» What to work on: The answer must consist of each line below that holds the word "info", copied as it stands.

» Data shown:
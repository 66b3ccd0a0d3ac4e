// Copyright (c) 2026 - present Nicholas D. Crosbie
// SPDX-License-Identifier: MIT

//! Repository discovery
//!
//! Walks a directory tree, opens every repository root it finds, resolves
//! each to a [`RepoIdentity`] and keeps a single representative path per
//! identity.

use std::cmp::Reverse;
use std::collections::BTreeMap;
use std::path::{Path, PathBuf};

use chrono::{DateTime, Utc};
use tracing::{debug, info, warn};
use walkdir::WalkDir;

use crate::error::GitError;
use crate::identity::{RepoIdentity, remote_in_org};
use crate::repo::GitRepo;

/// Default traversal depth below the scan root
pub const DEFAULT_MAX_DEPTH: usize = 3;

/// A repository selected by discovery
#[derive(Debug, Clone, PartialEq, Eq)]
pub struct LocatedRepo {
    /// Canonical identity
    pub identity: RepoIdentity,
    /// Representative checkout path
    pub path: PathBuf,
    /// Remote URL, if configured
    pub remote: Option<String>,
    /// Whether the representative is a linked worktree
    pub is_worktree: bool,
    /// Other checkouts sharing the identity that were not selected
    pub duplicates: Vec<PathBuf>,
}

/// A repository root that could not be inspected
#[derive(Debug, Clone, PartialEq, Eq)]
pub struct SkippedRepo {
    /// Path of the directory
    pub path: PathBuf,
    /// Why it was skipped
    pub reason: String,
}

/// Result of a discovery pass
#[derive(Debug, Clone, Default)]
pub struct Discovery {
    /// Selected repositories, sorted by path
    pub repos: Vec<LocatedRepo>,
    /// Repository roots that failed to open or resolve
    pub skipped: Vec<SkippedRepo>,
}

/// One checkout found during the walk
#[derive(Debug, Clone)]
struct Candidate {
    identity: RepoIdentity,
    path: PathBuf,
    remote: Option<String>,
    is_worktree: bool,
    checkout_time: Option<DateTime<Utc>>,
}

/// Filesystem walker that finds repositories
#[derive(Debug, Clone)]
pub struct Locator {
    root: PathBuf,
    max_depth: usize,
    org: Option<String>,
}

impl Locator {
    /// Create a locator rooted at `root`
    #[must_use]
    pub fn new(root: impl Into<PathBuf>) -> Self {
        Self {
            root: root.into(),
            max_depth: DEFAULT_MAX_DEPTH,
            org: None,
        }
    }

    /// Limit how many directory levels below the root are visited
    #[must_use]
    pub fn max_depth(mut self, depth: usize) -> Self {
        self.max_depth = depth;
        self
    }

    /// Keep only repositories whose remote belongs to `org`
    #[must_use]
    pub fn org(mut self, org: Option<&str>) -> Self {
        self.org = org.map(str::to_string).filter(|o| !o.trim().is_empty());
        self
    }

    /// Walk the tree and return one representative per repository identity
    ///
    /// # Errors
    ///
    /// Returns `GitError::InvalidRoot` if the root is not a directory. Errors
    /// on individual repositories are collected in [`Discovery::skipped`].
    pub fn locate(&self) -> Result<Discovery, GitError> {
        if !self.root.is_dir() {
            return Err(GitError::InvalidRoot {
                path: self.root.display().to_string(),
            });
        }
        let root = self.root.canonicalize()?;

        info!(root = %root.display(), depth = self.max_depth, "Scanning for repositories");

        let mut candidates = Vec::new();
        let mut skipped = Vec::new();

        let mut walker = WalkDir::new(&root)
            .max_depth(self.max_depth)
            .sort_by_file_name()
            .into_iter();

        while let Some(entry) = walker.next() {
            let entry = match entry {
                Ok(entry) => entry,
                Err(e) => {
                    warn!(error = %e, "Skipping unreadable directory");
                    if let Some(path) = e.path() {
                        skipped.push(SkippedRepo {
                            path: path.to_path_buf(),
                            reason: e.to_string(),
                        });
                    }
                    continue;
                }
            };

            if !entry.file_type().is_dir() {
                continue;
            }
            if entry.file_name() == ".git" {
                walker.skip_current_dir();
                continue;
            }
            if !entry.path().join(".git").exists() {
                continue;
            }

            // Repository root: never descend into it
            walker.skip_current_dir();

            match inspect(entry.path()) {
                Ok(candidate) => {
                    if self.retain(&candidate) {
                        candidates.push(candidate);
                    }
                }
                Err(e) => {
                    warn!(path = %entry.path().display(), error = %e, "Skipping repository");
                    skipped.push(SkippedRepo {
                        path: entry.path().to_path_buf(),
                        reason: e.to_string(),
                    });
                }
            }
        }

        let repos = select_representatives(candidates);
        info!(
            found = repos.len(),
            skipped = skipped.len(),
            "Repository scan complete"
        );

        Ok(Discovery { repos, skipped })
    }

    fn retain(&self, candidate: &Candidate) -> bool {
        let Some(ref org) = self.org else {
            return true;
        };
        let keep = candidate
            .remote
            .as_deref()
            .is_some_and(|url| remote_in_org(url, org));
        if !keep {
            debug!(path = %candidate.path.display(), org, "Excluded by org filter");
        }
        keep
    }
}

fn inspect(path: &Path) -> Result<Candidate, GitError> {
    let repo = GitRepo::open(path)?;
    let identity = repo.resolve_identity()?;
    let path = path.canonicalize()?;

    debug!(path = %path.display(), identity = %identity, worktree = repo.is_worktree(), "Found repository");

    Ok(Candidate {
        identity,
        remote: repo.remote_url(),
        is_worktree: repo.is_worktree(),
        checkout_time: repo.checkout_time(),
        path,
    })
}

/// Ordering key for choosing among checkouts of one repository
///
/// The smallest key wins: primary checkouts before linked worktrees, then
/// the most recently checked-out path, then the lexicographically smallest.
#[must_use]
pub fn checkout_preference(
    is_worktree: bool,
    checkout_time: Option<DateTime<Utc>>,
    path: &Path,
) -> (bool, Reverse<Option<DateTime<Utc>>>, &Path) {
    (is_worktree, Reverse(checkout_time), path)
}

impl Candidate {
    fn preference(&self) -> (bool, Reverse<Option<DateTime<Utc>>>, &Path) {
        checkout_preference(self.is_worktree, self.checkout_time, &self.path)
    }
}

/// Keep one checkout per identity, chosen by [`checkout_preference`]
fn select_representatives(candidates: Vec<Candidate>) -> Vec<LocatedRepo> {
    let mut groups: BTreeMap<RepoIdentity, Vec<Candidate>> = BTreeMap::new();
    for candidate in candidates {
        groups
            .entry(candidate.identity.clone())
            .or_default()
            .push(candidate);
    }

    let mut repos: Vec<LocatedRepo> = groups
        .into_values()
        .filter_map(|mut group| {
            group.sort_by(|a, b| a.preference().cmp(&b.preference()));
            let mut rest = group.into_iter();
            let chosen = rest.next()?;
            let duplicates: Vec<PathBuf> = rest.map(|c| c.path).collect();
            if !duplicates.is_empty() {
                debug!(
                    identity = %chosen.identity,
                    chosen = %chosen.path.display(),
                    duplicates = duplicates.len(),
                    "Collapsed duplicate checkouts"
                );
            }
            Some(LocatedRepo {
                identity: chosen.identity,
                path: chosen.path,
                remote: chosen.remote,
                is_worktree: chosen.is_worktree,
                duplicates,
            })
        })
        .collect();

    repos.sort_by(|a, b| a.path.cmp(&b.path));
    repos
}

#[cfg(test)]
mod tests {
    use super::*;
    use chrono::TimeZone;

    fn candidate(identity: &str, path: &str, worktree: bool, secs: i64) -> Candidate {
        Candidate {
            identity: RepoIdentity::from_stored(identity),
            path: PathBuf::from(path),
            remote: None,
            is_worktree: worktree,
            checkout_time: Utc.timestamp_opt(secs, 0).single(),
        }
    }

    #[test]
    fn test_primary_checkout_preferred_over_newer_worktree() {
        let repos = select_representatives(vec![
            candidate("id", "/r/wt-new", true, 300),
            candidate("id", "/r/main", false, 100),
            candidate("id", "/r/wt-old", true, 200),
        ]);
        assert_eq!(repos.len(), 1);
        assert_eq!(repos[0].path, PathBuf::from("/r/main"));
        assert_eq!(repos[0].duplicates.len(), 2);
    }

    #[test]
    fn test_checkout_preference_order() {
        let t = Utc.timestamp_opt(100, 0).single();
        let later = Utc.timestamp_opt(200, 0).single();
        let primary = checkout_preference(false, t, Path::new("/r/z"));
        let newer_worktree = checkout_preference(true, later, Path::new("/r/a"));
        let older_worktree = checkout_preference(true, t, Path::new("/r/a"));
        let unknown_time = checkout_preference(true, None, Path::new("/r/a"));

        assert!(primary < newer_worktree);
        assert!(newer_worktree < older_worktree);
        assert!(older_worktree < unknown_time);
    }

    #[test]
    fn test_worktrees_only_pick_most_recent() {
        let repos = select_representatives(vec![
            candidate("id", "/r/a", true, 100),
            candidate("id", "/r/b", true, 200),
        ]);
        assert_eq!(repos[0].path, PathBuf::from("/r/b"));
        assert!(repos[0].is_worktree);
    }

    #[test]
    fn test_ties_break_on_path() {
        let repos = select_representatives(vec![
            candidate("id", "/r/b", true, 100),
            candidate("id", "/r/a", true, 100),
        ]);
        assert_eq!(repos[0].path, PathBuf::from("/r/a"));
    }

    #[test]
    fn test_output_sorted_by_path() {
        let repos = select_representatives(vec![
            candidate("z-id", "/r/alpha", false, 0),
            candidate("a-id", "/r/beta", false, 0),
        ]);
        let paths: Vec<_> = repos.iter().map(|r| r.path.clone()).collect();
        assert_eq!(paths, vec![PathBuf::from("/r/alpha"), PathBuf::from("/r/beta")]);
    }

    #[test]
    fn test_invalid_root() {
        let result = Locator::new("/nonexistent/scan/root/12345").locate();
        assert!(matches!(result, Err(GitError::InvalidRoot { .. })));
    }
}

» Your response:
use tracing::{debug, info, warn};
        info!(root = %root.display(), depth = self.max_depth, "Scanning for repositories");
        info!(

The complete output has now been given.